- Whereas earlier researchers focused on the political roots of terrorism, many of today’s investigators are probing the psychological factors that drive adherents to commit their deadly deeds.
- Most terrorists are not mentally ill; rather they rationally weigh the costs and benefits of their actions and conclude that terrorism is profitable.
- Group dynamics and charismatic leadership play powerful roles in convincing people to embrace the expansive goals of terrorism. Terrorist groups often provide their members with a sense of belonging and empowerment.
On June 30 two men drove a dark green Jeep Cherokee into a set of doors at the Glasgow airport in Scotland, producing a burst of flames that officials deemed an act of terrorism. They linked the crash to a broader plot that included two cars in London that contained explosive materials.

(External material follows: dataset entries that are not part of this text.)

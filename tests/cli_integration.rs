// Integration tests for CLI commands
// These run the built binary against snapshot and proposal files in a temp
// directory and check stdout, stderr and the exit status.

use std::path::{Path, PathBuf};
use std::process::{Command, Output};
use tempfile::TempDir;

fn run(args: &[&str]) -> Output {
    Command::new(env!("CARGO_BIN_EXE_constitution"))
        .args(args)
        .env_remove("RUST_LOG")
        .output()
        .expect("Failed to execute command")
}

fn write(dir: &Path, name: &str, contents: &str) -> String {
    let path = dir.join(name);
    std::fs::write(&path, contents).unwrap();
    path.to_string_lossy().to_string()
}

/// Five active members, one operator, one retired member.
fn write_snapshot(dir: &Path) -> String {
    write(
        dir,
        "members.json",
        r#"{
            "members_info": {
                "m0": {"status": "Active"},
                "m1": {"status": "Active"},
                "m2": {"status": "Active"},
                "m3": {"status": "Active"},
                "m4": {"status": "Active", "member_data": {"team": "audit"}},
                "op": {"status": "Active", "member_data": {"is_operator": true}},
                "old": {"status": "Retired"}
            },
            "encryption_public_keys": {
                "m0": "-----BEGIN PUBLIC KEY-----"
            }
        }"#,
    )
}

fn stdout(output: &Output) -> String {
    String::from_utf8_lossy(&output.stdout).trim().to_string()
}

#[test]
fn test_cli_help() {
    let output = run(&["--help"]);

    assert!(output.status.success());
    let stdout = stdout(&output);
    assert!(stdout.contains("Governance proposal resolver"));
    assert!(stdout.contains("resolve"));
    assert!(stdout.contains("classify"));
    assert!(stdout.contains("members"));
    assert!(stdout.contains("init"));
    assert!(stdout.contains("version"));
}

#[test]
fn test_cli_version() {
    let output = run(&["version"]);

    assert!(output.status.success());
    assert!(stdout(&output).starts_with("constitution "));
}

#[test]
fn test_cli_resolve_majority() {
    let temp_dir = TempDir::new().unwrap();
    let store = write_snapshot(temp_dir.path());
    let proposal = write(
        temp_dir.path(),
        "proposal.json",
        r#"{"actions": [{"name": "set_constitution", "args": {"constitution": ""}}]}"#,
    );
    let votes = write(
        temp_dir.path(),
        "votes.json",
        r#"[
            {"member_id": "m0", "vote": true},
            {"member_id": "m1", "vote": true},
            {"member_id": "m2", "vote": true},
            {"member_id": "m3", "vote": false}
        ]"#,
    );

    let output = run(&[
        "resolve", "--proposal", &proposal, "--proposer", "m0", "--votes", &votes, "--store",
        &store,
    ]);

    assert!(output.status.success());
    assert_eq!(stdout(&output), "Accepted");
}

#[test]
fn test_cli_resolve_open_without_votes() {
    let temp_dir = TempDir::new().unwrap();
    let store = write_snapshot(temp_dir.path());
    let proposal = write(
        temp_dir.path(),
        "proposal.json",
        r#"{"actions": [{"name": "set_user_data", "args": {}}]}"#,
    );

    let output = run(&[
        "resolve", "--proposal", &proposal, "--proposer", "op", "--store", &store,
    ]);

    assert!(output.status.success());
    assert_eq!(stdout(&output), "Open");
}

#[test]
fn test_cli_resolve_explain() {
    let temp_dir = TempDir::new().unwrap();
    let store = write_snapshot(temp_dir.path());
    let proposal = write(
        temp_dir.path(),
        "proposal.json",
        r#"{"actions": [{"name": "trigger_snapshot"}]}"#,
    );

    let output = run(&[
        "resolve",
        "--proposal",
        &proposal,
        "--proposer",
        "op",
        "--store",
        &store,
        "--explain",
    ]);

    assert!(output.status.success());
    let report: serde_json::Value = serde_json::from_slice(&output.stdout).unwrap();
    assert_eq!(report["verdict"], "Accepted");
    assert_eq!(report["path"], "OperatorFastPath");
    assert_eq!(report["tally"]["active_members"], 5);
    assert_eq!(report["operator_change"], true);
    assert_eq!(report["proposer_is_operator"], true);
}

#[test]
fn test_cli_resolve_uses_config_snapshot() {
    let temp_dir = TempDir::new().unwrap();
    let store = write_snapshot(temp_dir.path());
    let config = temp_dir.path().join("config.toml");
    let proposal = write(
        temp_dir.path(),
        "proposal.json",
        r#"{"actions": [{"name": "set_node_data"}]}"#,
    );

    let init = run(&[
        "--config",
        &config.to_string_lossy(),
        "init",
        "--snapshot",
        &store,
    ]);
    assert!(init.status.success());
    assert!(config.exists());

    let output = run(&[
        "resolve",
        "--proposal",
        &proposal,
        "--proposer",
        "op",
        "--config",
        &config.to_string_lossy(),
    ]);

    assert!(output.status.success());
    assert_eq!(stdout(&output), "Accepted");
}

#[test]
fn test_cli_init_refuses_overwrite() {
    let temp_dir = TempDir::new().unwrap();
    let config = write(temp_dir.path(), "config.toml", "");

    let output = run(&["--config", &config, "init", "--snapshot", "members.json"]);

    assert!(!output.status.success());
    let stderr = String::from_utf8_lossy(&output.stderr);
    assert!(stderr.contains("already exists"));
}

#[test]
fn test_cli_resolve_missing_store_fails() {
    let temp_dir = TempDir::new().unwrap();
    let proposal = write(temp_dir.path(), "proposal.json", r#"{"actions": []}"#);
    let missing: PathBuf = temp_dir.path().join("absent.json");

    let output = run(&[
        "resolve",
        "--proposal",
        &proposal,
        "--proposer",
        "op",
        "--store",
        &missing.to_string_lossy(),
    ]);

    assert!(!output.status.success());
    assert_eq!(output.status.code(), Some(1));
    assert!(String::from_utf8_lossy(&output.stderr).contains("Error:"));
}

#[test]
fn test_cli_resolve_requires_proposer() {
    let output = run(&["resolve", "--proposal", "p.json"]);

    assert!(!output.status.success());
    let stderr = String::from_utf8_lossy(&output.stderr);
    assert!(stderr.contains("proposer") || stderr.contains("required"));
}

#[test]
fn test_cli_classify() {
    let temp_dir = TempDir::new().unwrap();
    let store = write_snapshot(temp_dir.path());
    let proposal = write(
        temp_dir.path(),
        "proposal.json",
        r#"{"actions": [{"name": "set_user"}, {"name": "set_constitution"}]}"#,
    );

    let output = run(&["classify", "--proposal", &proposal, "--store", &store]);

    assert!(output.status.success());
    let stdout = stdout(&output);
    assert!(stdout.contains("1. set_user: operator-safe (allowlisted)"));
    assert!(stdout.contains("2. set_constitution: requires member majority"));
    assert!(stdout.contains("Operator change: no"));
}

#[test]
fn test_cli_members() {
    let temp_dir = TempDir::new().unwrap();
    let store = write_snapshot(temp_dir.path());

    let output = run(&["members", "--store", &store]);

    assert!(output.status.success());
    let stdout = stdout(&output);
    assert!(stdout.contains("m0  status=Active  operator=false  recovery=true"));
    assert!(stdout.contains("old  status=Retired  operator=false  recovery=false"));
    assert!(stdout.contains("op  status=Active  operator=true  recovery=false"));
    assert!(stdout.contains("7 members, 5 active non-operators, majority needs more than 2 votes"));
}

The foiled plan is just one of the tens of thousands of terrorist pursuits that have pockmarked the globe in recent decades—including the 1972 murder of 11 Israeli athletes at the Munich Olympics, the 1975 hostage taking at the OPEC headquarters in Vienna, the 1995 sarin gas attacks in Tokyo, and the September 11, 2001, strikes in the U.S. Although terrorism includes a diversity of actions, all of them, by definition, are intended to harm innocent civilians—and perpetrate fear—in the name of political, religious or other ideological goals.